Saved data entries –
####

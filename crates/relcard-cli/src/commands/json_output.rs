//! Machine-readable output for `--json`.

use serde::{Deserialize, Serialize};

/// Stable error codes emitted by the CLI itself.
pub mod error_codes {
    /// Output file could not be written
    pub const FILE_WRITE: &str = "CLI_001";
    /// Output could not be serialized
    pub const JSON_SERIALIZE: &str = "CLI_002";
}

/// One error in a JSON report.
#[derive(Debug, Clone, PartialEq, Serialize, Deserialize)]
pub struct JsonError {
    /// Stable code, e.g. "P001" or "RENDER_003".
    pub code: String,
    pub message: String,
    /// Request parameter at fault, if any.
    #[serde(skip_serializing_if = "Option::is_none")]
    pub param: Option<String>,
}

impl JsonError {
    pub fn new(code: impl Into<String>, message: impl Into<String>) -> Self {
        Self {
            code: code.into(),
            message: message.into(),
            param: None,
        }
    }

    pub fn with_param(mut self, param: impl Into<String>) -> Self {
        self.param = Some(param.into());
        self
    }
}

/// What `generate` produced.
#[derive(Debug, Clone, PartialEq, Serialize, Deserialize)]
pub struct GenerateResult {
    pub path: String,
    pub width: u32,
    pub height: u32,
    pub format: String,
    pub seed: u64,
    pub pattern: String,
    pub hash: String,
    pub bytes: usize,
}

/// Top-level `generate --json` document.
#[derive(Debug, Clone, PartialEq, Serialize, Deserialize)]
pub struct GenerateOutput {
    pub success: bool,
    #[serde(skip_serializing_if = "Option::is_none")]
    pub result: Option<GenerateResult>,
    #[serde(default, skip_serializing_if = "Vec::is_empty")]
    pub errors: Vec<JsonError>,
}

impl GenerateOutput {
    pub fn success(result: GenerateResult) -> Self {
        Self {
            success: true,
            result: Some(result),
            errors: Vec::new(),
        }
    }

    pub fn failure(errors: Vec<JsonError>) -> Self {
        Self {
            success: false,
            result: None,
            errors,
        }
    }
}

####

REQUIRED ACTION – Among the lines above, count those containing the word "Option" and give nothing but the result.

YOUR SOLUTION – 4